While Ebony Jr. incorporated the stories of athletes who were well known across the American sporting landscape, the magazine also sought to engage with black historical sports figures. A March 1982 issue featured an article that mapped the history of of the Negro Baseball League, which was described as the “Invisible Half of American Baseball.” Tracing the exclusion of African-American players from the National Association of Baseball to the formation of the Negro Leagues, the article invites young readers to understand how discrimination was institutionalized in sport, as well as how sporting clubs could form in resistance to oppressive forces. The historical work of Ebony Jr.! aimed to extend the possibilities for children to access and process past events in varied ways.
While Ebony Jr.! included articles on historical and contemporary athletic figures, the magazine also highlighted sports racially marked as white within the sporting landscape, such as ice hockey and roller derby. An article in the March 1982 issue titled “You Too Can Warm Up to Hockey” cites the history of American and Canadian black hockey players, as well as encourages readers to join local leagues. In the same issue, “Roller Derby: Excitement on Wheels” informed readers about the rules of the game, as well as took particular attention to highlight the roles of girls and women who participate. Through offering alternative sporting cultures, Ebony Jr.! uses media literacy to extend the imagination of young readers through literary interpretations of sports in which African-Americans are traditionally underrepresented.[3]
Readers are often encouraged to engage with the content in the magazines, whether by participating in the games in the magazine or writing to the editor. The 1978 Summer issue, which was particularly devoted to sports, featured a section where readers must convert distances from track and field, swimming, and ice skating from the American standard system to the metric system.[4] Readers were also asked to respond to various questions including one in the column Ebony Jr.! Speaks in the March 1982 issue which asked Did You Ever Participate in an Unusual Sport?

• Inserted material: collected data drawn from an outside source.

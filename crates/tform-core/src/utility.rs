//! Small helpers for rule authors and the engine
//!
//! Copyright (c) 2025 Tform Contributors
//! Licensed under the Apache-2.0 license

use serde_json::Value;

/// Split `value` on `delimiter`, trim each piece and drop empty pieces
///
/// ```
/// use tform_core::split_list;
///
/// assert_eq!(split_list(",", "Biking, Skating,,"), vec!["Biking", "Skating"]);
/// ```
pub fn split_list(delimiter: &str, value: &str) -> Vec<String> {
    value
        .split(delimiter)
        .map(str::trim)
        .filter(|piece| !piece.is_empty())
        .map(str::to_owned)
        .collect()
}

/// One-element list for a present, non-null value; empty list otherwise
pub fn wrap_list(value: Option<&Value>) -> Vec<Value> {
    match value {
        None | Some(Value::Null) => Vec::new(),
        Some(value) => vec![value.clone()],
    }
}

/// Truthiness used for identity checks: `null`, `false`, `0` and `""` are
/// falsy, everything else is truthy
pub fn is_truthy(value: &Value) -> bool {
    match value {
        Value::Null => false,
        Value::Bool(b) => *b,
        Value::Number(n) => n.as_f64().map_or(true, |f| f != 0.0),
        Value::String(s) => !s.is_empty(),
        Value::Array(_) | Value::Object(_) => true,
    }
}

/// Textual form of a value; strings are returned without quotes
pub fn string_of(value: &Value) -> String {
    match value {
        Value::String(s) => s.clone(),
        other => other.to_string(),
    }
}
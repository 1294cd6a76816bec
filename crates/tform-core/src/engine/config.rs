//! Engine configuration
//!
//! Values come from, in increasing precedence:
//! - Defaults
//! - A JSON document (string or file)
//! - Environment variables (`TFORM_*`)

use crate::{Error, Result};
use serde::{Deserialize, Serialize};
use std::path::Path;

/// Settings for one [`Engine`](super::Engine) instance
#[derive(Debug, Clone, PartialEq, Eq, Serialize, Deserialize)]
#[serde(default)]
pub struct EngineConfig {
    /// Input field identifying a record; tagged onto every error entry
    pub id_key: Option<String>,

    /// Record which input keys each output field reads
    pub track_provenance: bool,

    /// Trim leading and trailing whitespace from string results
    pub trim_strings: bool,

    /// Record an error when a rule produces no value
    pub require_values: bool,

    /// Convert panics inside rules into field errors
    ///
    /// A caught panic still goes through the process panic hook, so the
    /// default hook prints its message to stderr. Install a quieter hook with
    /// `std::panic::set_hook` if batch output must stay clean.
    pub catch_panics: bool,
}

impl Default for EngineConfig {
    fn default() -> Self {
        Self {
            id_key: None,
            track_provenance: true,
            trim_strings: true,
            require_values: false,
            catch_panics: true,
        }
    }
}

impl EngineConfig {
    pub fn with_id_key(mut self, id_key: impl Into<String>) -> Self {
        self.id_key = Some(id_key.into());
        self
    }

    pub fn track_provenance(mut self, enabled: bool) -> Self {
        self.track_provenance = enabled;
        self
    }

    pub fn trim_strings(mut self, enabled: bool) -> Self {
        self.trim_strings = enabled;
        self
    }

    pub fn require_values(mut self, enabled: bool) -> Self {
        self.require_values = enabled;
        self
    }

    pub fn catch_panics(mut self, enabled: bool) -> Self {
        self.catch_panics = enabled;
        self
    }

    /// Parse a JSON document; missing fields keep their defaults
    pub fn from_json_str(json: &str) -> Result<Self> {
        Ok(serde_json::from_str(json)?)
    }

    /// Load a JSON configuration file
    pub fn from_file(path: impl AsRef<Path>) -> Result<Self> {
        let path = path.as_ref();
        let content = std::fs::read_to_string(path).map_err(|e| Error::Io {
            message: format!("failed to read {}", path.display()),
            source: e,
        })?;
        serde_json::from_str(&content).map_err(|e| Error::Configuration {
            message: format!("invalid configuration in {}", path.display()),
            source: Some(e.into()),
        })
    }

    /// Apply `TFORM_*` environment overrides
    pub fn merge_with_env(&mut self) {
        self.apply_overrides(|name| std::env::var(name).ok());
    }

    /// Apply overrides from an arbitrary variable source
    ///
    /// `TFORM_ID_KEY` set to an empty string clears the identity field.
    pub fn apply_overrides<F>(&mut self, lookup: F)
    where
        F: Fn(&str) -> Option<String>,
    {
        if let Some(id_key) = lookup("TFORM_ID_KEY") {
            self.id_key = if id_key.is_empty() { None } else { Some(id_key) };
        }
        if let Some(enabled) = flag(&lookup, "TFORM_TRACK_PROVENANCE") {
            self.track_provenance = enabled;
        }
        if let Some(enabled) = flag(&lookup, "TFORM_TRIM_STRINGS") {
            self.trim_strings = enabled;
        }
        if let Some(enabled) = flag(&lookup, "TFORM_REQUIRE_VALUES") {
            self.require_values = enabled;
        }
        if let Some(enabled) = flag(&lookup, "TFORM_CATCH_PANICS") {
            self.catch_panics = enabled;
        }
    }
}

fn flag<F>(lookup: &F, name: &str) -> Option<bool>
where
    F: Fn(&str) -> Option<String>,
{
    let raw = lookup(name)?;
    match raw.to_lowercase().as_str() {
        "1" | "true" | "yes" | "on" => Some(true),
        "0" | "false" | "no" | "off" => Some(false),
        _ => {
            tracing::warn!(variable = name, value = %raw, "Invalid boolean override, ignoring");
            None
        }
    }
}
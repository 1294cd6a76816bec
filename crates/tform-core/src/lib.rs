//! Tform Core - rule-driven record transformation
//!
//! This crate turns heterogeneous, possibly incomplete input records into
//! well-shaped output records by applying a declarative tree of field rules.
//!
//! # Main Components
//!
//! - **Accessor**: null-safe handle for navigating partially absent records
//!   without guard clauses ([`Accessor`])
//! - **Tracing**: optional observer recording which input keys a rule reads
//!   ([`trace`], [`KeyTracer`])
//! - **Rules**: ordered, nestable rule trees ([`RuleTree`], [`RuleTreeBuilder`])
//! - **Engine**: walks the rule tree per record, isolates per-field failures
//!   and accumulates errors and provenance ([`Engine`])
//! - **Error Handling**: error types using `thiserror` and `anyhow`
//!
//! # Example
//!
//! ```
//! use serde_json::json;
//! use tform_core::{split_list, Engine, RuleTree};
//!
//! let rules = RuleTree::builder()
//!     .rule("job", |x| Ok(x.get("job").string()))
//!     .rule("age", |x| Ok(x.get("age").i64_or(-1)))
//!     .rule("hobbies", |x| Ok(split_list(",", x.get("hobbies").str_or(""))))
//!     .build()?;
//!
//! let mut engine = Engine::new(rules);
//! let output = engine.transform(&json!({
//!     "job": "Engineer ",
//!     "hobbies": "Biking, Skating,,",
//! }));
//!
//! assert_eq!(
//!     output,
//!     json!({"job": "Engineer", "age": -1, "hobbies": ["Biking", "Skating"]})
//! );
//! assert!(engine.errors().is_empty());
//! # Ok::<(), tform_core::Error>(())
//! ```

pub mod accessor;
pub mod engine;
pub mod error;
pub mod path;
pub mod report;
pub mod rules;
pub mod trace;
pub mod utility;

mod logging;

// Re-export main types for convenience
pub use accessor::{wrap, Accessor, Elements, Entries};
pub use engine::{Engine, EngineConfig, ErrorEntry, ErrorSink, Provenance};
pub use error::{Error, Result, TransformError};
pub use path::{FieldPath, PathError, PathStep};
pub use report::TransformReport;
pub use rules::{IntoFieldValue, Rule, RuleNode, RuleTree, RuleTreeBuilder};
pub use trace::{trace, AccessObserver, KeyTracer};
pub use utility::{is_truthy, split_list, string_of, wrap_list};

/// Library version
pub const VERSION: &str = env!("CARGO_PKG_VERSION");
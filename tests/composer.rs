//! Canvas composition and cropping tests.

use ffmpeg_next::Rational;
use image::{Rgb, RgbImage};
use shotgrid::composer::auto_shadow_radius;
use shotgrid::layout::{Layout, LayoutRequest, plan};
use shotgrid::{GridComposer, SheetOptions, ShotgridError};

fn layout(gap: u32) -> Layout {
    plan(&LayoutRequest {
        source_width: 320,
        source_height: 240,
        columns: 4,
        rows: 4,
        step_seconds: 0.0,
        width: 0,
        min_shot_height: 0,
        gap,
        duration_seconds: 255.0,
        time_base: Rational::new(1, 1000),
    })
    .expect("plan")
}

fn red() -> RgbImage {
    RgbImage::from_pixel(320, 240, Rgb([255, 0, 0]))
}

// ── Placement ──────────────────────────────────────────────────────

#[test]
fn canvas_matches_layout_plus_header() {
    let layout = layout(4);
    let composer = GridComposer::new(&layout, &SheetOptions::new(), 30).expect("composer");
    let image = composer.finalize(16).expect("finalize");

    assert_eq!(image.width(), 4 * 324 + 4);
    assert_eq!(image.height(), 4 * 244 + 4 + 30);
}

#[test]
fn shots_land_in_their_cells() {
    let layout = layout(4);
    let mut composer = GridComposer::new(&layout, &SheetOptions::new(), 30).expect("composer");

    let cell = composer.place(5, &red()).expect("place");
    assert_eq!((cell.x, cell.y), (324 + 4, 244 + 4 + 30));
    assert_eq!(composer.placed(), 1);

    let canvas = composer.canvas_mut();
    assert_eq!(canvas.get_pixel(cell.x + 10, cell.y + 10).0, [255, 0, 0, 255]);
    // White background elsewhere.
    assert_eq!(canvas.get_pixel(1, 1).0, [255, 255, 255, 255]);
}

#[test]
fn mismatched_shots_are_resized() {
    let layout = layout(0);
    let mut composer = GridComposer::new(&layout, &SheetOptions::new(), 0).expect("composer");
    let small = RgbImage::from_pixel(32, 24, Rgb([0, 0, 255]));

    let cell = composer.place(0, &small).expect("place");
    let [red, _, blue, _] = composer.canvas_mut().get_pixel(cell.width - 2, cell.height - 2).0;
    assert!(red < 5 && blue > 250);
}

#[test]
fn index_outside_the_grid_is_rejected() {
    let layout = layout(0);
    let mut composer = GridComposer::new(&layout, &SheetOptions::new(), 0).expect("composer");
    assert!(composer.place(16, &red()).is_err());
}

#[test]
fn reset_restores_the_background() {
    let layout = layout(0);
    let options = SheetOptions::new().with_background(Rgb([10, 20, 30]));
    let mut composer = GridComposer::new(&layout, &options, 0).expect("composer");
    composer.place(0, &red()).expect("place");
    composer.reset();

    assert_eq!(composer.placed(), 0);
    assert_eq!(composer.canvas_mut().get_pixel(5, 5).0, [10, 20, 30, 255]);
}

#[test]
fn transparent_background_has_zero_alpha() {
    let layout = layout(0);
    let options = SheetOptions::new()
        .with_suffix("_s.png")
        .with_transparent_background(true);
    let mut composer = GridComposer::new(&layout, &options, 0).expect("composer");
    assert_eq!(composer.canvas_mut().get_pixel(0, 0).0[3], 0);
}

// ── Shadows ────────────────────────────────────────────────────────

#[test]
fn automatic_shadow_radius() {
    assert_eq!(auto_shadow_radius(320, 240), 7);
    assert_eq!(auto_shadow_radius(64, 48), 3);
}

#[test]
fn shadow_darkens_below_and_right_of_a_shot() {
    let layout = layout(16);
    let options = SheetOptions::new().with_shadow(3);
    let mut composer = GridComposer::new(&layout, &options, 0).expect("composer");
    let cell = composer.place(0, &red()).expect("place");

    let canvas = composer.canvas_mut();
    let beside = canvas.get_pixel(cell.x + cell.width + 1, cell.y + cell.height / 2);
    let below = canvas.get_pixel(cell.x + cell.width / 2, cell.y + cell.height + 1);
    assert!(beside.0[0] < 200, "{beside:?}");
    assert!(below.0[0] < 200, "{below:?}");
    // Above and left of the shot stays clean.
    assert_eq!(canvas.get_pixel(cell.x - 1, cell.y + 20).0, [255, 255, 255, 255]);
}

// ── Cropping ───────────────────────────────────────────────────────

#[test]
fn missing_rows_are_cropped() {
    let layout = layout(4);
    let mut composer = GridComposer::new(&layout, &SheetOptions::new(), 0).expect("composer");
    for index in 0..10 {
        composer.place(index, &red()).expect("place");
    }
    let image = composer.finalize(10).expect("finalize");

    // ceil(10 / 4) = 3 rows remain.
    assert_eq!(image.height(), 3 * 244 + 4);
    assert_eq!(image.width(), 4 * 324 + 4);
}

#[test]
fn single_short_row_drops_unused_columns() {
    let layout = layout(4);
    let composer = GridComposer::new(&layout, &SheetOptions::new(), 0).expect("composer");
    let image = composer.finalize(3).expect("finalize");

    assert_eq!(image.height(), 244 + 4);
    assert_eq!(image.width(), 3 * 324 + 4);
}

#[test]
fn no_shots_is_an_error() {
    let layout = layout(0);
    let composer = GridComposer::new(&layout, &SheetOptions::new(), 0).expect("composer");
    assert!(matches!(composer.finalize(0), Err(ShotgridError::AllRowsSkipped)));
}

#[test]
fn oversized_jpeg_canvas_is_refused() {
    let layout = plan(&LayoutRequest {
        source_width: 32,
        source_height: 240,
        columns: 1,
        rows: 300,
        step_seconds: 0.0,
        width: 0,
        min_shot_height: 0,
        gap: 0,
        duration_seconds: 3600.0,
        time_base: Rational::new(1, 1000),
    })
    .expect("plan");

    let result = GridComposer::new(&layout, &SheetOptions::new(), 0);
    assert!(matches!(result, Err(ShotgridError::CanvasTooLarge { height: 72_000, .. })));
    assert!(GridComposer::new(&layout, &SheetOptions::new().with_suffix(".png"), 0).is_ok());
}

“Yes, I played soccer. My father signed me, and my twin brother, Myron, to play soccer at Number 11 Boys Club in Washington DC. The easiest thing about playing soccer is kicking the ball, but the hardest thing is controlling the ball!”-Darold Whitmore, 13
Ebony Jr.! can give sport history and sport literature scholars insight into how black children interacted with historical and literary interpretations of sport in media. Whether highlighting events that were often erased from the American historical understanding or creating space for black youth to talk about sports, Ebony Jr.! served as a vehicle in which sports media could be grounded politically, socially, and historically. As we analyze children’s literature and media today, Ebony Jr.!. can serve as a way in which we can look for other forms of children’s sport media that may not necessarily reflect normative sport literary histories.
Samantha White is a doctoral student in the Department of Childhood Studies at Rutgers, The State University of New Jersey-Camden. She can be reached at Samantha.white@rutgers.edu
Notes:
[1] Henderson, Laretta. “Ebony Jr.!: The Rise and Demise of an African American Children’s Magazine”.The Journal of Negro Education 75.4 (2006): 649–660.
[2] Ebony Jr! November 1975: 1-60. Print.
[3] Ebony Jr.! March 1982: 1-44. Print.
[4] Ebony Jr! June 1978: 1-44. Print.